Mutual submission is love. One is willing to coax and the other is willing to bow down, and love can continue.

In a relationship, mutual tolerance, understanding and submission are the truest form of love.
We all want to find the right person in love, but we often overlook that the most beautiful feelings are not perfect, but those moments when we can still smile at each other in the quarrel.


1. Love is the art of mutual submission.
Many people think that love should be the passion and sweetness when two people are together. But true feelings are shown in constant running-in and compromise. When you have a dispute with the other party, whether you can bow your head and submit often determines whether the relationship can go long-term.
Love is a kind of wisdom. It is not only about mutual dependence in good times, but more about being able to look at problems calmly when you are unhappy. When a person can take the initiative to bow his head, put aside his self-esteem, and be willing to make concessions for his lover, this is not weakness, but a kind of generosity and affection.
Many times, two people in love are like a tug-of-war, and no one is willing to let go first, but what really allows each other to continue is the unconditional tolerance and consideration.
In a relationship, giving in does not mean losing dignity, but rather showing a person’s cherishment of the relationship. Because only when you are both willing to consider each other can you really go further.


2. Mutual submission is the power to maintain feelings
Some people believe that love should be sweet and lasting, and there should be no disputes. But in fact, love without friction is unreal, and there will be contradictions and conflicts in any relationship.
The problem is not whether there will be a quarrel, but whether you can calmly express your feelings and tolerate each other after the quarrel.
Small conflicts in life are often magnified by emotions. Many times, one party bows first, and the other party will also feel the sincerity of the other party.
In fact, many times, the problems in the relationship are not big, the problem is that no one is willing to bow first. At this time, giving in is not a kind of surrender, but to make the relationship more harmonious and happy.
A truly strong relationship is not that there is no quarrel, but that even after the quarrel, you can still understand each other and treat each other gently. Mutual submission allows love to continue because both people know that: feelings are more important than “face”, and tolerance is more worthwhile than insisting on oneself.

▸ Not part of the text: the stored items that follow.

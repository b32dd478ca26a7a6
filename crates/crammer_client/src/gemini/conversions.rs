//! Conversions between Crammer core types and the Gemini wire format.

use crate::gemini::dto::*;
use base64::Engine as _;
use base64::engine::general_purpose::STANDARD;
use crammer_audio::decode_data_uri_payload;
use crammer_core::{
    GenerateRequest, GenerateResponse, Input, Message, Modality, Output, Role, ToolCall,
};
use crammer_error::{GenerationError, GenerationErrorKind};
use serde_json::{Value, json};

/// Build the wire request from a core request.
pub fn to_gemini_request(request: &GenerateRequest) -> GeminiRequest {
    let mut contents = Vec::new();
    let mut system_texts = Vec::new();

    for message in &request.messages {
        match message.role() {
            Role::System => {
                for input in message.content() {
                    if let Input::Text(text) = input {
                        system_texts.push(text.clone());
                    }
                }
            }
            role => contents.push(to_content(*role, message)),
        }
    }

    let system_instruction = if system_texts.is_empty() {
        None
    } else {
        Some(GeminiContent {
            role: None,
            parts: vec![GeminiPart {
                text: Some(system_texts.join("\n")),
                ..GeminiPart::default()
            }],
        })
    };

    let tools = if request.tools.is_empty() {
        None
    } else {
        Some(vec![GeminiTool {
            function_declarations: request
                .tools
                .iter()
                .map(|tool| GeminiFunctionDeclaration {
                    name: tool.name.clone(),
                    description: tool.description.clone(),
                    parameters: tool.input_schema.to_response_schema(),
                })
                .collect(),
        }])
    };

    GeminiRequest {
        contents,
        system_instruction,
        tools,
        generation_config: to_generation_config(request),
    }
}

fn to_content(role: Role, message: &Message) -> GeminiContent {
    let parts = message
        .content()
        .iter()
        .map(|input| match input {
            Input::Text(text) => GeminiPart {
                text: Some(text.clone()),
                ..GeminiPart::default()
            },
            Input::ToolCall(call) => GeminiPart {
                function_call: Some(GeminiFunctionCall {
                    name: call.name.clone(),
                    args: call.arguments.clone(),
                }),
                ..GeminiPart::default()
            },
            Input::ToolResult { name, content } => GeminiPart {
                function_response: Some(GeminiFunctionResponse {
                    name: name.clone(),
                    response: ensure_object(content.clone()),
                }),
                ..GeminiPart::default()
            },
        })
        .collect();

    GeminiContent {
        role: Some(
            match role {
                Role::Assistant => "model",
                _ => "user",
            }
            .to_string(),
        ),
        parts,
    }
}

/// The wire format requires function responses to be objects.
fn ensure_object(value: Value) -> Value {
    if value.is_object() {
        value
    } else {
        json!({ "result": value })
    }
}

fn to_generation_config(request: &GenerateRequest) -> Option<GeminiGenerationConfig> {
    let audio_config = request
        .config
        .as_ref()
        .filter(|config| config.response_modalities.contains(&Modality::Audio));

    let mut out = GeminiGenerationConfig {
        temperature: request.temperature,
        max_output_tokens: request.max_tokens,
        ..GeminiGenerationConfig::default()
    };

    // Structured output and audio modality are mutually exclusive on
    // the wire; an audio request carries voice configuration instead.
    if let Some(config) = audio_config {
        out.response_modalities = Some(
            config
                .response_modalities
                .iter()
                .map(|modality| match modality {
                    Modality::Text => "TEXT".to_string(),
                    Modality::Audio => "AUDIO".to_string(),
                })
                .collect(),
        );
        if let Some(voice) = &config.voice {
            out.speech_config = Some(GeminiSpeechConfig {
                voice_config: GeminiVoiceConfig {
                    prebuilt_voice_config: GeminiPrebuiltVoice {
                        voice_name: voice.clone(),
                    },
                },
            });
        }
    } else if let Some(schema) = &request.output_schema {
        out.response_mime_type = Some("application/json".to_string());
        out.response_schema = Some(schema.to_response_schema());
    }

    if out == GeminiGenerationConfig::default() {
        None
    } else {
        Some(out)
    }
}

/// Translate a wire response into the unified response object.
///
/// Mechanical translation only: an empty candidate list becomes an
/// empty output list, and the retry loop decides what that means.
pub fn from_gemini_response(response: GeminiResponse) -> Result<GenerateResponse, GenerationError> {
    let mut outputs = Vec::new();

    if let Some(candidate) = response.candidates.into_iter().next()
        && let Some(content) = candidate.content
    {
        let mut texts = Vec::new();
        let mut calls = Vec::new();

        for part in content.parts {
            if let Some(text) = part.text {
                texts.push(text);
            }
            if let Some(call) = part.function_call {
                calls.push(ToolCall {
                    id: None,
                    name: call.name,
                    arguments: call.args,
                });
            }
            if let Some(inline) = part.inline_data {
                outputs.push(Output::Audio {
                    mime: Some(inline.mime_type),
                    data: decode_inline_data(&inline.data)?,
                });
            }
        }

        if !calls.is_empty() {
            outputs.push(Output::ToolCalls(calls));
        }
        if !texts.is_empty() {
            outputs.push(Output::Text(texts.join("\n")));
        }
    }

    Ok(GenerateResponse { outputs })
}

/// Inline payloads are plain base64, but some delivery paths hand back
/// a full data URI; accept both.
fn decode_inline_data(data: &str) -> Result<Vec<u8>, GenerationError> {
    if data.starts_with("data:") {
        return decode_data_uri_payload(data).map_err(|e| {
            GenerationError::new(GenerationErrorKind::InvalidResponse(e.to_string()))
        });
    }
    STANDARD.decode(data).map_err(|e| {
        GenerationError::new(GenerationErrorKind::InvalidResponse(format!(
            "inline data was not valid base64: {e}"
        )))
    })
}

#[cfg(test)]
mod tests {
    use super::*;
    use crammer_core::GenerationConfig;
    use crammer_schema::{Field, Schema};

    #[test]
    fn system_messages_become_system_instruction() {
        let request = GenerateRequest {
            messages: vec![
                Message::system("You are a revision tutor."),
                Message::user("Explain mitosis."),
            ],
            ..GenerateRequest::default()
        };
        let wire = to_gemini_request(&request);
        assert_eq!(wire.contents.len(), 1);
        assert_eq!(wire.contents[0].role.as_deref(), Some("user"));
        let system = wire.system_instruction.unwrap();
        assert_eq!(
            system.parts[0].text.as_deref(),
            Some("You are a revision tutor.")
        );
    }

    #[test]
    fn structured_requests_carry_response_schema() {
        let schema = Schema::object([Field::required("summary", Schema::string())]);
        let request = GenerateRequest::prompt("Summarise photosynthesis.", schema);
        let wire = to_gemini_request(&request);
        let config = wire.generation_config.unwrap();
        assert_eq!(config.response_mime_type.as_deref(), Some("application/json"));
        assert!(config.response_schema.is_some());
        assert!(config.speech_config.is_none());
    }

    #[test]
    fn audio_requests_carry_voice_not_schema() {
        let request = GenerateRequest {
            messages: vec![Message::user("Read this aloud.")],
            output_schema: Some(Schema::string()),
            config: Some(GenerationConfig::speech("Algenib")),
            ..GenerateRequest::default()
        };
        let wire = to_gemini_request(&request);
        let config = wire.generation_config.unwrap();
        assert_eq!(config.response_modalities, Some(vec!["AUDIO".to_string()]));
        assert!(config.response_schema.is_none());
        let voice = config.speech_config.unwrap();
        assert_eq!(voice.voice_config.prebuilt_voice_config.voice_name, "Algenib");
    }

    #[test]
    fn tool_transcript_round_trips_to_parts() {
        let call = ToolCall {
            id: None,
            name: "search_videos".to_string(),
            arguments: json!({ "query": "cold war" }),
        };
        let request = GenerateRequest {
            messages: vec![
                Message::user("Plan a lesson."),
                Message::new(Role::Assistant, vec![Input::ToolCall(call)]),
                Message::new(Role::User, vec![Input::ToolResult {
                    name: "search_videos".to_string(),
                    content: json!({ "url": "https://example.com/v" }),
                }]),
            ],
            ..GenerateRequest::default()
        };
        let wire = to_gemini_request(&request);
        assert_eq!(wire.contents.len(), 3);
        assert_eq!(wire.contents[1].role.as_deref(), Some("model"));
        assert!(wire.contents[1].parts[0].function_call.is_some());
        let response = wire.contents[2].parts[0].function_response.as_ref().unwrap();
        assert_eq!(response.response["url"], "https://example.com/v");
    }

    #[test]
    fn function_call_parts_become_tool_calls() {
        let response = GeminiResponse {
            candidates: vec![GeminiCandidate {
                content: Some(GeminiContent {
                    role: Some("model".to_string()),
                    parts: vec![GeminiPart {
                        function_call: Some(GeminiFunctionCall {
                            name: "search_videos".to_string(),
                            args: json!({ "query": "mitosis" }),
                        }),
                        ..GeminiPart::default()
                    }],
                }),
                finish_reason: None,
            }],
        };
        let unified = from_gemini_response(response).unwrap();
        assert!(matches!(
            &unified.outputs[0],
            Output::ToolCalls(calls) if calls[0].name == "search_videos"
        ));
    }

    #[test]
    fn inline_audio_is_decoded() {
        let response = GeminiResponse {
            candidates: vec![GeminiCandidate {
                content: Some(GeminiContent {
                    role: Some("model".to_string()),
                    parts: vec![GeminiPart {
                        inline_data: Some(GeminiInlineData {
                            mime_type: "audio/L16;codec=pcm;rate=24000".to_string(),
                            data: STANDARD.encode(b"pcm-bytes"),
                        }),
                        ..GeminiPart::default()
                    }],
                }),
                finish_reason: None,
            }],
        };
        let unified = from_gemini_response(response).unwrap();
        assert!(matches!(
            &unified.outputs[0],
            Output::Audio { data, .. } if data == b"pcm-bytes"
        ));
    }

    #[test]
    fn empty_candidates_become_empty_outputs() {
        let unified = from_gemini_response(GeminiResponse { candidates: vec![] }).unwrap();
        assert!(unified.outputs.is_empty());
    }
}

3. There is still a smile in the quarrel, that is happiness
In the eyes of many people, love should be smooth sailing, full of tenderness and sweetness. However, true love is often another look.
Disputes, even quarrels, are inevitable. A smile after a quarrel may better reflect the tacit understanding and love between two people than any romantic date.
Sometimes, the quarrel between two people is not a lack of love, but an extreme form of expression. In the world of feelings, quarrels can make two people more clearly understand each other’s bottom line and needs.
When angry, people are more likely to reveal and analyze the most real thoughts in their hearts. And after that, who laughs first, who takes the initiative to reconcile first, and who is willing to laugh to resolve tension is the expression of truly understanding love for each other.


4. Arguing while loving is love
“You quarrel with me, I will not leave you.” Many people think that quarreling means inappropriateness and the breakdown of feelings. In fact, not every dispute means separation.
On the contrary, in a relationship, moderate disputes and frictions are often proof of the feelings of two people. Because only in the dispute can we see each other’s perseverance and love.
Love does not mean no quarrels, but that after the quarrel, we can still snuggle together, still change for each other, and still find a way to reconcile with each other.
After quarreling, we may realize our own shortcomings and see the helplessness of our loved ones. After every dispute, if we can talk calmly, it can make the relationship deeper.
Loving while quarreling is a true understanding and acceptance of each other. Love is like this. In countless disputes and running-ins, we still maintain that indescribable affection.
True love does not lie in the absence of disputes, but in the fact that after the dispute, we can still walk hand in hand. Mutual submission and tolerance are not only to end the quarrel, but also to let the relationship grow in the running-in.
Quarrel is not the end of love, but the beginning of a deeper understanding and dependence. Love is in the smile after the quarrel; happiness is in the moment when each other bows their heads for love.
May we all learn to give in in love, learn to smile, and learn to love deeply and lastingly.